For a buffer of $$HX(aq)$$ and $$NaX(aq)$$, what is $$[HX]$$ if $$[X^-]=2$$ and $$pH=3$$? For $$HX\ K_a=1.3\times 10^{-3}$$.

Use the henderson equation. $$pH=pK_{a}+\log \left(\frac{[\text{conj.base}]}{[\text{weak acid }]}\right)$$ $$HX$$ is the weak acid. $$X^-$$ is the conjugate base. Substitute and solve. $$3=-log(1.3\times 10^{-3})+log\left(\frac{2}{x}\right)$$ $$x=[X^-]=1.5\ M$$

Which weak acid solution has a greater percent ionization? $$0.10\ M\ HX(aq)\ pK_a=2$$ $$0.10\ M\ HZ(aq)\ pK_a=3$$

For HX, $$K_a=10^{-2}=0.01$$. For HZ, $$K_a=10^{-3}=0.001$$. Since HX has a greater $K_a$, it has a more product favored dissociation into its ions, and therefore has a greater percent ionization. This is consistent with it being a stronger acid with a larger $$K_a$$.

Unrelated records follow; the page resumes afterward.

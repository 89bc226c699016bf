//! `lendsqr users` command - Browse and moderate users

use chrono::NaiveDate;
use clap::{Subcommand, ValueEnum};
use console::style;
use miette::{IntoDiagnostic, Result};

use crate::cli::helpers::{load_config, open_dashboard};
use crate::cli::table::{CellValue, ColumnDef, TableFormatter, TableRow};
use crate::cli::{GlobalOpts, OutputFormat};
use crate::core::{DetailView, PageRequest, PageResult, SortKey, SortOrder, StatusCounts, UserFilters};
use crate::entities::{User, UserStatus};

#[derive(Subcommand, Debug)]
pub enum UsersCommands {
    /// List users with search, filtering, sorting and paging
    List(ListArgs),

    /// Show a user's details (served from the cache once opened)
    Show(ShowArgs),

    /// Change a user's status
    Status(StatusArgs),

    /// Show user counts by status
    Stats,
}

/// Columns available for list output
#[derive(Debug, Clone, Copy, PartialEq, Eq, ValueEnum)]
pub enum ListColumn {
    Id,
    Organization,
    Username,
    Name,
    Email,
    Phone,
    Joined,
    Status,
    Tier,
    Balance,
    Bank,
}

impl ListColumn {
    fn def(&self) -> ColumnDef {
        match self {
            ListColumn::Id => ColumnDef::new("id", "ID", 10),
            ListColumn::Organization => ColumnDef::new("organization", "ORGANIZATION", 14),
            ListColumn::Username => ColumnDef::new("username", "USERNAME", 20),
            ListColumn::Name => ColumnDef::new("name", "NAME", 24),
            ListColumn::Email => ColumnDef::new("email", "EMAIL", 30),
            ListColumn::Phone => ColumnDef::new("phone", "PHONE", 14),
            ListColumn::Joined => ColumnDef::new("joined", "JOINED", 12),
            ListColumn::Status => ColumnDef::new("status", "STATUS", 12),
            ListColumn::Tier => ColumnDef::new("tier", "TIER", 6),
            ListColumn::Balance => ColumnDef::new("balance", "BALANCE", 14),
            ListColumn::Bank => ColumnDef::new("bank", "BANK", 18),
        }
    }
}

/// Default columns for user tables
pub(crate) const DEFAULT_COLUMNS: &[ListColumn] = &[
    ListColumn::Id,
    ListColumn::Organization,
    ListColumn::Username,
    ListColumn::Email,
    ListColumn::Phone,
    ListColumn::Joined,
    ListColumn::Status,
];

#[derive(clap::Args, Debug)]
pub struct ListArgs {
    // ========== FILTERING OPTIONS ==========

    /// Search name, email, username, organization and phone
    #[arg(long, short = 's')]
    pub search: Option<String>,

    /// Filter by organization (case-insensitive substring)
    #[arg(long)]
    pub org: Option<String>,

    /// Filter by username (case-insensitive substring)
    #[arg(long)]
    pub username: Option<String>,

    /// Filter by email (case-insensitive substring)
    #[arg(long)]
    pub email: Option<String>,

    /// Filter by phone number (substring)
    #[arg(long)]
    pub phone: Option<String>,

    /// Filter by join date (YYYY-MM-DD, exact)
    #[arg(long)]
    pub joined: Option<NaiveDate>,

    /// Filter by status
    #[arg(long)]
    pub status: Option<UserStatus>,

    // ========== OUTPUT CONTROL ==========

    /// Columns to display (can specify multiple)
    #[arg(long, value_delimiter = ',')]
    pub columns: Vec<ListColumn>,

    /// Sort by field (e.g. dateJoined, username, status, tier)
    #[arg(long, default_value = "dateJoined")]
    pub sort: SortKey,

    /// Sort ascending instead of descending
    #[arg(long)]
    pub asc: bool,

    /// Page number, starting at 1
    #[arg(long, short = 'p', default_value_t = 1, allow_negative_numbers = true)]
    pub page: i64,

    /// Users per page (default: configured page size)
    #[arg(long, short = 'n', allow_negative_numbers = true)]
    pub limit: Option<i64>,

    /// Show count only, not the items
    #[arg(long)]
    pub count: bool,
}

impl ListArgs {
    fn filters(&self) -> UserFilters {
        UserFilters {
            organization: self.org.clone(),
            username: self.username.clone(),
            email: self.email.clone(),
            phone_number: self.phone.clone(),
            date_joined: self.joined,
            status: self.status,
        }
    }
}

#[derive(clap::Args, Debug)]
pub struct ShowArgs {
    /// User ID (e.g. user_1)
    pub id: String,
}

#[derive(clap::Args, Debug)]
pub struct StatusArgs {
    /// User ID (e.g. user_1)
    pub id: String,

    /// New status (active, inactive, pending, blacklisted)
    pub status: UserStatus,
}

pub fn run(cmd: UsersCommands, global: &GlobalOpts) -> Result<()> {
    match cmd {
        UsersCommands::List(args) => run_list(args, global),
        UsersCommands::Show(args) => run_show(args, global),
        UsersCommands::Status(args) => run_status(args, global),
        UsersCommands::Stats => run_stats(global),
    }
}

fn run_list(args: ListArgs, global: &GlobalOpts) -> Result<()> {
    let config = load_config(global);
    let dashboard = open_dashboard(&config)?;

    let order = if args.asc { SortOrder::Asc } else { SortOrder::Desc };
    let request = PageRequest::new()
        .page(args.page)
        .limit(args.limit.unwrap_or_else(|| config.page_size()))
        .search(args.search.clone().unwrap_or_default())
        .filters(args.filters())
        .sort(args.sort, order);

    let result = dashboard.list(&request);

    if args.count {
        println!("{}", result.total);
        return Ok(());
    }

    match global.format {
        OutputFormat::Json => {
            println!("{}", serde_json::to_string_pretty(&result).into_diagnostic()?);
        }
        OutputFormat::Yaml => {
            print!("{}", serde_yml::to_string(&result).into_diagnostic()?);
        }
        format => {
            let columns = if args.columns.is_empty() {
                DEFAULT_COLUMNS
            } else {
                &args.columns[..]
            };
            print_users(&result.users, columns, format);
            if !global.quiet && matches!(format, OutputFormat::Auto | OutputFormat::Tsv) {
                print_page_summary(&result);
            }
        }
    }

    Ok(())
}

fn print_page_summary(result: &PageResult) {
    println!();
    if result.total == 0 {
        println!("No users found.");
        return;
    }
    println!(
        "{} of {} user(s), page {} of {}",
        style(result.users.len()).cyan(),
        style(result.total).cyan(),
        result.page,
        result.total_pages
    );
}

/// Print users as a table in `format`
pub(crate) fn print_users(users: &[User], columns: &[ListColumn], format: OutputFormat) {
    let defs: Vec<ColumnDef> = columns.iter().map(ListColumn::def).collect();
    let rows = users.iter().map(user_row);
    TableFormatter::new(&defs, "user")
        .without_summary()
        .output(rows, format);
}

fn user_row(user: &User) -> TableRow {
    TableRow::new(&user.id)
        .cell("id", CellValue::Text(user.id.clone()))
        .cell("organization", CellValue::Text(user.organization.clone()))
        .cell("username", CellValue::Text(user.username.clone()))
        .cell("name", CellValue::Text(user.full_name().to_string()))
        .cell("email", CellValue::Text(user.email.clone()))
        .cell("phone", CellValue::Text(user.phone_number.clone()))
        .cell("joined", CellValue::Date(user.date_joined))
        .cell("status", CellValue::Status(user.status))
        .cell("tier", CellValue::Number(user.tier))
        .cell("balance", CellValue::Text(user.account_balance.clone()))
        .cell("bank", CellValue::Text(user.bank_name.clone()))
}

fn run_show(args: ShowArgs, global: &GlobalOpts) -> Result<()> {
    let mut dashboard = open_dashboard(&load_config(global))?;

    let view = dashboard
        .open_detail(&args.id)
        .into_diagnostic()?
        .ok_or_else(|| miette::miette!("No user found with ID '{}'", args.id))?;

    // Output based on format
    let format = match global.format {
        OutputFormat::Auto => OutputFormat::Yaml, // Default to YAML for show
        f => f,
    };

    match format {
        OutputFormat::Json => {
            println!("{}", serde_json::to_string_pretty(&view).into_diagnostic()?);
        }
        OutputFormat::Yaml => {
            print!("{}", serde_yml::to_string(&view).into_diagnostic()?);
        }
        OutputFormat::Id => {
            println!("{}", view.user.id);
        }
        _ => print_detail(&view),
    }

    Ok(())
}

fn print_detail(view: &DetailView) {
    let user = &view.user;
    let personal = &user.personal_info;
    let work = &user.education_and_employment;

    println!("{}", style("─".repeat(60)).dim());
    println!("{}: {}", style("ID").bold(), style(&user.id).cyan());
    println!("{}: {}", style("Name").bold(), style(user.full_name()).yellow());
    println!("{}: {}", style("Username").bold(), user.username);
    println!("{}: {}", style("Organization").bold(), user.organization);
    println!("{}: {}", style("Status").bold(), user.status);
    println!("{}: {}", style("Tier").bold(), user.tier);
    println!("{}: {}", style("Joined").bold(), user.date_joined);
    if !user.account_balance.is_empty() {
        println!(
            "{}: {} ({} {})",
            style("Account").bold(),
            user.account_balance,
            user.account_number,
            user.bank_name
        );
    }
    println!("{}", style("─".repeat(60)).dim());

    println!("{}", style("Personal Information").bold());
    println!("  Email:      {}", personal.email);
    println!("  Phone:      {}", personal.phone_number);
    println!("  BVN:        {}", personal.bvn);
    println!("  Gender:     {:?}", personal.gender);
    println!("  Marital:    {:?}", personal.marital_status);
    println!("  Children:   {}", personal.children);
    println!("  Residence:  {}", personal.type_of_residence);
    println!();

    println!("{}", style("Education and Employment").bold());
    println!("  Education:  {}", work.level_of_education);
    println!("  Employment: {}", work.employment_status);
    println!("  Sector:     {}", work.sector_of_employment);
    println!("  Duration:   {}", work.duration_of_employment);
    println!("  Income:     {}", work.monthly_income);
    println!("  Repayment:  {}", work.loan_repayment);
    println!();

    if !user.guarantors.is_empty() {
        println!("{}", style("Guarantors").bold());
        for g in &user.guarantors {
            println!(
                "  • {} ({}) {} {}",
                g.full_name, g.relationship, g.phone_number, g.email_address
            );
        }
        println!();
    }

    println!("{}", style("─".repeat(60)).dim());
    println!(
        "{}: {}{}",
        style("Views").bold(),
        view.view_count,
        if view.is_favorite {
            format!("  {}", style("★ favorite").yellow())
        } else {
            String::new()
        }
    );
    if !view.tags.is_empty() {
        println!("{}: {}", style("Tags").bold(), view.tags.join(", "));
    }
    if !view.notes.is_empty() {
        println!("{}:", style("Notes").bold());
        println!("{}", view.notes);
    }
}

fn run_status(args: StatusArgs, global: &GlobalOpts) -> Result<()> {
    let mut dashboard = open_dashboard(&load_config(global))?;
    let was_cached = dashboard.cache().get_record(&args.id).is_some();

    let user = dashboard
        .change_status(&args.id, args.status)
        .into_diagnostic()?
        .ok_or_else(|| miette::miette!("No user found with ID '{}'", args.id))?;

    match global.format {
        OutputFormat::Json => {
            println!("{}", serde_json::to_string_pretty(&user).into_diagnostic()?);
        }
        OutputFormat::Yaml => {
            print!("{}", serde_yml::to_string(&user).into_diagnostic()?);
        }
        OutputFormat::Id => println!("{}", user.id),
        _ => {
            if !global.quiet {
                println!(
                    "{} {} is now {}",
                    style("✓").green(),
                    style(&user.id).cyan(),
                    user.status
                );
                if !was_cached {
                    println!(
                        "  {}",
                        style(format!(
                            "{} is not cached; run `lendsqr users show {}` first to keep the change",
                            user.id, user.id
                        ))
                        .dim()
                    );
                }
            }
        }
    }

    Ok(())
}

fn run_stats(global: &GlobalOpts) -> Result<()> {
    let dashboard = open_dashboard(&load_config(global))?;
    let counts = dashboard.status_counts();

    match global.format {
        OutputFormat::Json => {
            println!("{}", serde_json::to_string_pretty(&counts).into_diagnostic()?);
        }
        OutputFormat::Yaml => {
            print!("{}", serde_yml::to_string(&counts).into_diagnostic()?);
        }
        _ => print_counts(&counts),
    }

    Ok(())
}

fn print_counts(counts: &StatusCounts) {
    println!("{}", style("Users").bold());
    println!("{}", style("─".repeat(40)).dim());
    println!("  Total:        {}", style(counts.total).cyan());
    for status in UserStatus::all() {
        println!(
            "  {:<13} {}",
            format!("{}:", capitalize(status.as_str())),
            counts.get(*status)
        );
    }
}

fn capitalize(s: &str) -> String {
    let mut chars = s.chars();
    match chars.next() {
        Some(first) => first.to_uppercase().chain(chars).collect(),
        None => String::new(),
    }
}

If $$\Delta H^{\circ}<0$$ and $$\Delta S^{\circ}>0$$, determine what can be concluded about the following: $$K_{eq}$$ $$\Delta G^{\circ}$$ $$E^{\circ}_{cell}$$

Since $$\Delta H^{\circ}<0$$ and $$\Delta S^{\circ}>0$$, $$\Delta G^{\circ}<0$$ at all temperatures by the equation $$\Delta G^{\circ}=\Delta H^{\circ}-T\Delta S^{\circ}$$. By the equation $$\Delta G^{\circ}=-RTlnK_{eq}$$, the natural log must be of a number greater than $$1$$ so that the right side and the left side of the equation can both be negative. By the equation $$\Delta G^{\circ}=-nFE^{\circ}_{cell}$$, the left side is negative, so the right side must be negative, which is only true if $$E^o>0$$. Thus, the reaction is exothermic because $$\Delta H<0$$, causes matter to be more dispersed and/or of higher energy since $$\Delta S>0$$, is thermodynamically favorable $$(\Delta G^{\circ}<0)$$ at all temperatures, and is product favored because $$K_{eq}>1$$. Since $$E^o>0$$ this would be an electrochemical cell that generates a voltage, and is therefore a galvanic/voltaic cell.